> _YOUR ASSIGNMENT_
Stopping at the line that holds "nothing to do", repeat the lines below exactly, starting from the very first and including that final line.

Stored items:
::::

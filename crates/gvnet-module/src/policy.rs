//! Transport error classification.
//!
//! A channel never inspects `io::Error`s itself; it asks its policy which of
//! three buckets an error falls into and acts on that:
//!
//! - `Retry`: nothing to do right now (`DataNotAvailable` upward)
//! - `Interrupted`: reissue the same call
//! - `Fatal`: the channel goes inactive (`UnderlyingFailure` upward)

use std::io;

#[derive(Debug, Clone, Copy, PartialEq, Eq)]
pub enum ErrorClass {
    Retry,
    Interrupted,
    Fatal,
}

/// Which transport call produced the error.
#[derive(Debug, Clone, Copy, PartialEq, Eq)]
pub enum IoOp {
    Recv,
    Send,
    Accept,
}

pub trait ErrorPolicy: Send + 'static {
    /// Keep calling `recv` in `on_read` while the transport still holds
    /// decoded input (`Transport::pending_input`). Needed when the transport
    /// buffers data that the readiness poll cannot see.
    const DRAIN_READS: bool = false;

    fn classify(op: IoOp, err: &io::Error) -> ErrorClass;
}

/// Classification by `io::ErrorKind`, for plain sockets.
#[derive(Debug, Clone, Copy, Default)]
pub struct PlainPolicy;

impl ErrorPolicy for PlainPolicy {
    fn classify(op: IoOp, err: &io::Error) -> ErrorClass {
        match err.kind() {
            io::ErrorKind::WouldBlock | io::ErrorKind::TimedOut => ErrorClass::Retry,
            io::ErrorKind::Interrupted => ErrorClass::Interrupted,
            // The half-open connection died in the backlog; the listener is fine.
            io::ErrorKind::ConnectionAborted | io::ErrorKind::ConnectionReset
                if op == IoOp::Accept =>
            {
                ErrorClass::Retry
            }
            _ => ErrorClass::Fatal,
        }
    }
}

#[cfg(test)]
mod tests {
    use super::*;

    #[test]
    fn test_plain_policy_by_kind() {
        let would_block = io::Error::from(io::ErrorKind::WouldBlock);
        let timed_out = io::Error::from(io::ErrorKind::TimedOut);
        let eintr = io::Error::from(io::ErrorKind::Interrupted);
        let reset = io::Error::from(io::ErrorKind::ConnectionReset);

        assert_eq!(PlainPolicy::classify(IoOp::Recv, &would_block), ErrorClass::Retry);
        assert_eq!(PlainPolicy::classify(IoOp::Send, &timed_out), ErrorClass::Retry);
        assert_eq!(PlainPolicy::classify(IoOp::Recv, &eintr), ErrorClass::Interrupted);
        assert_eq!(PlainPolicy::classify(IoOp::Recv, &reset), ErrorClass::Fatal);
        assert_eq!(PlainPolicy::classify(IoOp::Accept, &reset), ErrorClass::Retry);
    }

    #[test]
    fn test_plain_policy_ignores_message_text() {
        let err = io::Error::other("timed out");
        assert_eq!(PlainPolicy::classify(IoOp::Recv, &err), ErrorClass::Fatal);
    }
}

::::

> _FINISHED EXERCISE_
filename crates/gvnet-module/src/policy.rs
//! Transport error classification.
//!
//! A channel never inspects `io::Error`s itself; it asks its policy which of
//! three buckets an error falls into and acts on that:
//!
//! - `Retry`: nothing to do right now (`DataNotAvailable` upward)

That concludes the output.